Tiberius Julius Celsus Polemaeanus (Greek: Τιβέριος Ἰούλιος Κέλσος Πολεμαιανός, romanized: Tibérios Ioúlios Kélsos Polemaianós),[1] commonly known as Celsus (c.45 CE – before c.120 CE), was an Ancient Greek military commander and politician of the Roman Republic who became a senator,[2][3] and served as suffect consul as the colleague of Lucius Stertinius Avitus.[4] Celsus Polemaeanus was a wealthy and popular citizen and benefactor of Ephesus, and was buried in a sarcophagus beneath the famous Library of Celsus,[5] which was built as a mausoleum in his honor by his son Tiberius Julius Aquila Polemaeanus.[6]
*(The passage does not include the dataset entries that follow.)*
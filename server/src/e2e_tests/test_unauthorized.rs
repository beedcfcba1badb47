//! Test that requests without a valid bearer token are rejected with 401.

use axum::body::Body;
use axum::http::{Method, Request, StatusCode, header};
use serde_json::json;

use crate::api::permissions;
use crate::e2e_tests::helpers::*;
use crate::testing::{TEST_NOW, TEST_SECRET, TokenBuilder};

fn manager_builder() -> TokenBuilder {
    TokenBuilder::new().permissions(&[
        permissions::GET_DRINKS_DETAIL,
        permissions::POST_DRINKS,
        permissions::PATCH_DRINKS,
        permissions::DELETE_DRINKS,
    ])
}

#[test]
fn test_missing_authorization_header() {
    let test = TestClient::new();

    let resp = test.get("/drinks-detail", None);

    assert_error(&resp, StatusCode::UNAUTHORIZED, "unauthorized");
    assert_eq!(resp.code(), Some("malformed_token"));
}

#[test]
fn test_non_bearer_scheme() {
    let test = TestClient::new();

    #[allow(clippy::expect_used)]
    let request = Request::builder()
        .method(Method::GET)
        .uri("/drinks-detail")
        .header(header::AUTHORIZATION, format!("Basic {}", barista_token()))
        .body(Body::empty())
        .expect("request");

    let resp = test.send_request(request);
    assert_error(&resp, StatusCode::UNAUTHORIZED, "unauthorized");
    assert_eq!(resp.code(), Some("malformed_token"));
}

#[test]
fn test_garbage_token() {
    let test = TestClient::new();

    let resp = test.get("/drinks-detail", Some("not.a.token"));
    assert_error(&resp, StatusCode::UNAUTHORIZED, "unauthorized");
    assert_eq!(resp.code(), Some("malformed_token"));
}

#[test]
fn test_expired_token() {
    let test = TestClient::new();
    let token = manager_builder()
        .expires_at(TEST_NOW - 1)
        .sign_hs256(TEST_SECRET);

    let resp = test.get("/drinks-detail", Some(&token));
    assert_error(&resp, StatusCode::UNAUTHORIZED, "unauthorized");
    assert_eq!(resp.code(), Some("token_expired"));
}

#[test]
fn test_expired_token_with_bad_signature() {
    let test = TestClient::new();
    let token = manager_builder()
        .expires_at(TEST_NOW - 1)
        .sign_hs256(b"some-other-secret");

    let resp = test.get("/drinks-detail", Some(&token));
    assert_eq!(resp.code(), Some("token_expired"));
}

#[test]
fn test_bad_signature() {
    let test = TestClient::new();
    let token = manager_builder().sign_hs256(b"some-other-secret");

    let resp = test.get("/drinks-detail", Some(&token));
    assert_error(&resp, StatusCode::UNAUTHORIZED, "unauthorized");
    assert_eq!(resp.code(), Some("unverified_signature"));
}

#[test]
fn test_wrong_audience() {
    let test = TestClient::new();
    let token = manager_builder()
        .claim("aud", json!("someone-else"))
        .sign_hs256(TEST_SECRET);

    let resp = test.get("/drinks-detail", Some(&token));
    assert_error(&resp, StatusCode::UNAUTHORIZED, "unauthorized");
    assert_eq!(resp.code(), Some("wrong_audience"));
}

#[test]
fn test_wrong_issuer() {
    let test = TestClient::new();
    let token = manager_builder()
        .claim("iss", json!("https://evil.test/"))
        .sign_hs256(TEST_SECRET);

    let resp = test.get("/drinks-detail", Some(&token));
    assert_error(&resp, StatusCode::UNAUTHORIZED, "unauthorized");
    assert_eq!(resp.code(), Some("wrong_issuer"));
}

#[test]
fn test_every_gated_route_requires_token() {
    let test = TestClient::new();
    let id = test.create_drink("Latte");

    let responses = [
        test.get("/drinks-detail", None),
        test.post("/drinks", None, drink_body("Mocha")),
        test.patch(&format!("/drinks/{id}"), None, drink_body("Mocha")),
        test.delete(&format!("/drinks/{id}"), None),
    ];

    for resp in &responses {
        assert_error(resp, StatusCode::UNAUTHORIZED, "unauthorized");
    }

    // Nothing changed.
    let listed = test.get("/drinks", None);
    assert_eq!(listed.drinks().len(), 1);
    assert_eq!(listed.drinks()[0]["title"], json!("Latte"));
}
A marble statue of Celsus from the eponymous library built in his honor by the son Tiberius Julius Aquila, currently preserved in the Istanbul Archaeological Museum.

Biography

The Library of Celsus, which was founded by Celsus and completed by his son Tiberius Julius Aquila; the father is buried in a crypt beneath the library, in a decorated marble sarcophagus.[5]

Tiberius Julius Celsus Polemaeanus was born around 45 CE to a family of Ancient Greek origin,[7][8][9] in either Ephesus or Sardis.[8] His ancestors were Romanized Greeks native of Sardis or Ephesus who belonged to a family of priests of Rome, and were originally from Sardis in Asia Minor.[7] They had been granted Roman citizenship, and some of them held official positions in the service of the Roman Empire.[7][8]

The cursus honorum of Celsus has been recorded in a Latin inscription recovered at Ephesus.[10] According to it, his earliest recorded office was military tribune in Legio III Cyrenaica, which was part of the garrison of Roman Egypt. The next recorded event in his life was his adlection into the Senate inter aedilicios by the Roman Emperor Vespasian and his son Titus, which was a reward Vespasian is known to have made to individuals who supported him during the Year of the Four Emperors. Exactly how Celsus supported Vespasian is not known: the Roman governor of Egypt at the time, Tiberius Julius Alexander, was the first governor to declare publicly for Vespasian (1 July 69);[11] a vexillation of Legio III Cyrenaica participated in the First Jewish–Roman War (66–73 CE), and Celsus may have come to Vespasian's notice that way. Regardless of the reason, promotion to the Senate was a significant social and political achievement for Celsus.

Following this, Celsus achieved the republican magistracy of praetor of the people of Rome, requiring his presence in the capital city. Then he was appointed praetorian legate to the provincial complex of Cappadociae et Galatiae Ponti, Pisidiae Paphlagoniae, Armeniae minoris, an aggregation of territories that later became the Roman provinces of Cappadocia, Galatia, Paphlagonia, and Armenia. This presents a problem: at this time (75-79 CE) the garrison of this territory included two legions, which implies this governorship would normally be assigned to someone who had previously been consul; further, the governor of Galatia at this time is known to be Marcus Hirrius Fronto Neratius Pansa. Mireille Corbier provides a possible explanation: Celsus was acting here as an independent, yet subordinate associate to Neratius Pansa.[12]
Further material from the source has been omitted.